With the currency markets moving every two seconds, it can be vitally important to be aware of what is driving the currencies in or out of your favour. You can keep track of live exchange rates here. The table below shows the movement in the last 20 days for a number of currency pairs and the difference in value between the high and the low when converting £200,000.
|Currency Pair||% Change||Difference on £200,000|
It has been a steady start to the week for sterling, having managed to protect last week’s gains against its major currency counterparts, rising by 0.65% against the Euro and 0.67% against the Dollar.
The strong increase suggests the markets responded positively to news the UK and the EU plan to accelerate Brexit talks, with 3 rounds of negotiation now booked before the end of the year.
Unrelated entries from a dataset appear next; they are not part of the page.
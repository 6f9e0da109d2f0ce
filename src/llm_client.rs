// src/llm_client.rs
//
// Async HTTP client for the language-model collaborator, speaking the
// OpenAI-style chat-completions protocol. The client is deliberately dumb:
// it ships a prepared message list, retries transient failures with a fixed
// delay, and hands the raw completion text back to the textual IR stage for
// extraction and post-processing.

use crate::types::LlmConfig;
use anyhow::{Context, Result};
use base64::Engine;
use serde::{Deserialize, Serialize};
use std::time::Duration;
use tracing::{debug, warn};

// ============================================================================
// WIRE TYPES
// ============================================================================

/// One chat turn. `content` is either a plain string or the multi-part
/// array used for image attachments, so it stays a raw JSON value.
#[derive(Debug, Clone, Serialize)]
pub struct ChatMessage {
    pub role: &'static str,
    pub content: serde_json::Value,
}

impl ChatMessage {
    pub fn text(role: &'static str, content: &str) -> Self {
        Self {
            role,
            content: serde_json::Value::String(content.to_string()),
        }
    }

    /// A user turn carrying both text and a base64-encoded reference image.
    pub fn with_image(role: &'static str, text: &str, image: &[u8], mime: &str) -> Self {
        let b64 = base64::engine::general_purpose::STANDARD.encode(image);
        Self {
            role,
            content: serde_json::json!([
                { "type": "text", "text": text },
                {
                    "type": "image_url",
                    "image_url": { "url": format!("data:{};base64,{}", mime, b64) }
                }
            ]),
        }
    }
}

#[derive(Debug, Serialize)]
struct ChatRequest<'a> {
    model: &'a str,
    messages: &'a [ChatMessage],
}

#[derive(Debug, Deserialize)]
struct ChatResponse {
    choices: Vec<ChatChoice>,
}

#[derive(Debug, Deserialize)]
struct ChatChoice {
    message: ChatResponseMessage,
}

#[derive(Debug, Deserialize)]
struct ChatResponseMessage {
    content: String,
}

// ============================================================================
// CLIENT
// ============================================================================

pub struct LlmClient {
    api_base: String,
    model: String,
    api_key: String,
    http_client: reqwest::Client,
    max_tries: u32,
    retry_delay: Duration,
}

impl LlmClient {
    pub fn new(config: &LlmConfig) -> Result<Self> {
        let api_key = std::env::var("OPENAI_API_KEY")
            .context("OPENAI_API_KEY is not set in the environment")?;
        let http_client = reqwest::Client::builder()
            .timeout(Duration::from_secs(200))
            .build()
            .context("building HTTP client")?;

        Ok(Self {
            api_base: config.api_base.trim_end_matches('/').to_string(),
            model: config.model.clone(),
            api_key,
            http_client,
            max_tries: config.max_tries.max(1),
            retry_delay: Duration::from_secs(config.retry_delay_secs),
        })
    }

    /// Run one completion, retrying up to the configured attempt count.
    pub async fn complete(&self, messages: &[ChatMessage]) -> Result<String> {
        let mut last_error = None;
        for attempt in 1..=self.max_tries {
            match self.call(messages).await {
                Ok(content) => return Ok(content),
                Err(e) => {
                    warn!(
                        "LLM request failed (attempt {}/{}): {:#}",
                        attempt, self.max_tries, e
                    );
                    last_error = Some(e);
                    if attempt < self.max_tries {
                        tokio::time::sleep(self.retry_delay).await;
                    }
                }
            }
        }
        Err(last_error.unwrap_or_else(|| anyhow::anyhow!("no attempts made")))
            .with_context(|| format!("LLM request failed after {} attempts", self.max_tries))
    }

    async fn call(&self, messages: &[ChatMessage]) -> Result<String> {
        let url = format!("{}/chat/completions", self.api_base);
        let request = ChatRequest {
            model: &self.model,
            messages,
        };
        debug!("sending {} messages to {}", messages.len(), url);

        let resp = self
            .http_client
            .post(&url)
            .bearer_auth(&self.api_key)
            .json(&request)
            .send()
            .await
            .context("reaching the LLM server")?;

        if !resp.status().is_success() {
            let status = resp.status();
            let body = resp.text().await.unwrap_or_default();
            anyhow::bail!("HTTP {}: {}", status, body);
        }

        let parsed: ChatResponse = resp.json().await.context("parsing the LLM response")?;
        let choice = parsed
            .choices
            .into_iter()
            .next()
            .context("LLM response contained no choices")?;
        Ok(choice.message.content)
    }
}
The next set for the 16th of November.
Yesterday’s movement shows just how politically driven Sterling exchange rates are at present, with Brexit talks being 1 of 3 key factors for sterling strength I can see throughout November.
The markets favouritism for the Pound since September stems from the general consensus that the bank of England will have to raise interest rates this Thursday to choke the supply of money into the economy, in a bid to curb inflation.
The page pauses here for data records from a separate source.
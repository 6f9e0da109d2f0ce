use crate::types::Config;
use anyhow::{Context, Result};
use std::fs;

impl Config {
    pub fn load(path: &str) -> Result<Self> {
        let contents =
            fs::read_to_string(path).with_context(|| format!("reading config file {}", path))?;
        let config: Config = serde_yaml::from_str(&contents)?;
        Ok(config)
    }
}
If the BoE go ahead the Pound could strengthen further as the higher returns on investment for Sterling holders should attract attention. However, as this has long been expected, most of the gains have probably been priced in. If you are looking to buy foreign currency with Sterling, it may pay to plan before the release, just in case we get a shock.
This morning’s manufacturing data released a 09:30am may provide a couple of last minute clues before tomorrow’s rate decision. If you want to maximise your returns it may pay to get in touch with your account manager to plan around this.
Although it could provide a good boost for the Pound short term, an interest rate hike could add to an equally pressing matter for the UK economy, leaving investors to tread cautiously around the Pound of late: Will the rising costs of living in the UK and stagnant average earnings prompt a decline in the growth?
It adds further impetus on Philip Hammond’s November budget, who may well be forced to re-evaluate his ambitions of eliminating the UK’s public deficit by 2025. The target was certainly well received back in march when the spring budget arguable ignited a 2% drive from the Pound against the Euro.
Given the circumstances however, the Institute for Fiscal studies have urged the government to consider freezing taxes in the coming budget. Given Average earnings have fallen for the first time in 3 years, it’s an understandable suggestion. I wouldn’t be surprised if this sways investor appetite for the Pound and can certainly see sterling’s value fall as the month goes on.